For simplicity, we can view Berland as a two dimensional grid of R x C cells (ie, R rows with C cells on each row). Each cell can be dry ('*') or wet ('.').

As part of Berland's relief efforts, your task is to determine whether there exists exactly one single square area consisting entirely of dry cells in Berland.  In particular, this means that the square should not have any "holes".

Input specification

The first line of input consists of integers R and C (1 ≤ R, C ≤ 50), denoting the number of rows and columns in the grid. The next R lines describe the grid. Each of these lines has exactly C characters, where '*' indicates a dry cell and '.' is a flooded cell.

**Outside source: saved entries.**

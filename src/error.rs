use std::path::PathBuf;

use thiserror::Error;

use crate::auth::Stage;
use crate::keys::KeyType;

#[derive(Error, Debug)]
pub enum NegotiateError {
    #[error("Invalid job resources: {0}")]
    Resources(#[from] ResourceError),
    #[error("Authentication failed: {0}")]
    Auth(#[from] AuthError),
    #[error(transparent)]
    Secret(#[from] SecretError),
    #[error("Failed to read resource file {}: {source}", .path.display())]
    ResourceFile {
        path: PathBuf,
        source: std::io::Error,
    },
    #[error("Failed to parse resource file {}: {source}", .path.display())]
    ResourceYaml {
        path: PathBuf,
        source: serde_yaml::Error,
    },
}

/// Validation failures of the resource negotiator. Never retried.
#[derive(Error, Debug, Clone, PartialEq, Eq)]
pub enum ResourceError {
    #[error("these parameters were not recognized: {}", .0.join(", "))]
    UnknownParameter(Vec<String>),
    #[error("{0}")]
    InvalidResourceSpec(String),
    #[error(
        "`tot_num_mpiprocs` ({total_procs}) must be a multiple of `num_machines` ({machines}) \
         if `num_mpiprocs_per_machine` is not specified"
    )]
    NotAMultiple { total_procs: u64, machines: u64 },
    #[error(
        "`tot_num_mpiprocs` ({total_procs}) is too large for `num_mpiprocs_per_machine * num_machines` ({capacity})"
    )]
    OverAllocated { total_procs: u64, capacity: u64 },
    #[error(
        "`num_cores_per_machine` ({cores_per_machine}) must be equal to `num_cores_per_mpiproc * \
         num_mpiprocs_per_machine` and in particular a multiple of `num_mpiprocs_per_machine` ({procs_per_machine})"
    )]
    CoreMismatch {
        cores_per_machine: u64,
        procs_per_machine: u64,
    },
}

#[derive(Error, Debug, Clone, PartialEq, Eq)]
pub enum SecretError {
    #[error("Cannot find password for {target} - please set the {variable} environment variable")]
    MissingPassword { target: String, variable: String },
}

/// Errors raised by a transport while attempting one method.
#[derive(Error, Debug)]
pub enum TransportError {
    #[error("authentication rejected by peer")]
    Rejected,
    #[error("protocol error: {0}")]
    Protocol(String),
    /// The connection itself is unusable. Aborts the whole negotiation.
    #[error("connection lost: {0}")]
    Io(#[from] std::io::Error),
}

#[derive(Error, Debug)]
pub enum KeyError {
    #[error("failed to read {}: {source}", .path.display())]
    Read {
        path: PathBuf,
        source: std::io::Error,
    },
    #[error("{} is not a valid OpenSSH private key: {source}", .path.display())]
    Decode { path: PathBuf, source: ssh_key::Error },
    #[error("{} is encrypted and no passphrase was given", .path.display())]
    PassphraseRequired { path: PathBuf },
    #[error("failed to decrypt {}: {source}", .path.display())]
    Decrypt { path: PathBuf, source: ssh_key::Error },
    #[error("{} holds a {found} key, not {expected}", .path.display())]
    TypeMismatch {
        path: PathBuf,
        expected: KeyType,
        found: String,
    },
    #[error("failed to load certificate {}: {source}", .path.display())]
    Certificate { path: PathBuf, source: ssh_key::Error },
    #[error("{} is not an OpenSSH certificate: {reason}", .path.display())]
    MalformedCertificate { path: PathBuf, reason: String },
}

#[derive(Error, Debug)]
pub enum AgentError {
    #[error("no agent socket configured (SSH_AUTH_SOCK is unset)")]
    NoSocket,
    #[error("agent connection failed: {0}")]
    Io(#[from] std::io::Error),
    #[error("malformed agent reply: {0}")]
    Malformed(String),
}

/// The error recorded for one failed stage attempt.
#[derive(Error, Debug)]
pub enum StageError {
    #[error("{stage} authentication rejected: {source}")]
    Rejected {
        stage: Stage,
        source: TransportError,
    },
    #[error("{stage} key unusable: {source}")]
    Key { stage: Stage, source: KeyError },
}

#[derive(Error, Debug)]
pub enum AuthError {
    /// Every stage was skipped or failed.
    #[error("{}", exhausted_message(.last_error))]
    AuthExhausted { last_error: Option<StageError> },
    #[error("transport failed during {stage} authentication: {source}")]
    Transport {
        stage: Stage,
        source: TransportError,
    },
    #[error("stage order must list each stage at most once and at least one stage")]
    InvalidStageOrder,
}

fn exhausted_message(last_error: &Option<StageError>) -> String {
    match last_error {
        Some(e) => format!("all authentication methods exhausted; last error: {}", e),
        None => "No authentication methods available".to_string(),
    }
}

La primera línea de entrada consiste en dos números enteros R y C(1 ≤ R, C ≤ 50), indicando la cantidad de filas y columnas en la matriz. Las siguientes R líneas describen la matriz. Cada una de esas líneas tiene exactamente C caracteres, donde '*' indica que es una celda seca y '.' es una celda inundada.

The first line of input consists of integers R and C (1 ≤ R, C ≤ 50), denoting the number of rows and columns in the grid. The next R lines describe the grid. Each of these lines has exactly C characters, where '*' indicates a dry cell and '.' is a flooded cell.

Output specification

Output the word "YES" if there is exactly one square dry area in Berland. Otherwise, output the word "NO".
Imprima la palabra "YES" si Berland contiene exactamente un área con forma de cuadrado y que solo consiste en celdas no inundadas. De lo contrario, imprime la palabra "NO".

The first line of input consists of integers R and C (1 ≤ R, C ≤ 50), denoting the number of rows and columns in the grid. The next R lines describe the grid. Each of these lines has exactly C characters, where '*' indicates a dry cell and '.' is a flooded cell.

Sample input

3 5
..**.
..**.
.....

Sample output

YES

Hint(s)

Other examples:

3 4
....
.*..
....
Answer: YES

3 3
***
***
***
Answer: YES

2 4
.***
.***
Answer: NO

3 3
***
*.*
***
Answer: NO

3 6
.**.**
.**.**
......
Answer: NO

In the last example, answer is NO because there are actually two dry squares in Berland.
Otros ejemplos:

3 4
....
.*..
....
Respuesta: YES

3 3
***
***
***
Respuesta: YES

2 4
.***
.***
Respuesta: NO

3 3
***
*.*
***
Respuesta: NO

3 6
.**.**
.**.**
......
Respuesta: NO

En el último ejemplo, la respuesta es NO porque existen dos cuadrados con celdas no inundadas, no uno.
Other examples:

3 4
....
.*..
....
Answer: YES

3 3
***
***
***
Answer: YES

2 4
.***
.***
Answer: NO

3 3
***
*.*
***
Answer: NO

3 6
.**.**
.**.**
......
Answer: NO

In the last example, answer is NO because there are actually two dry squares in Berland.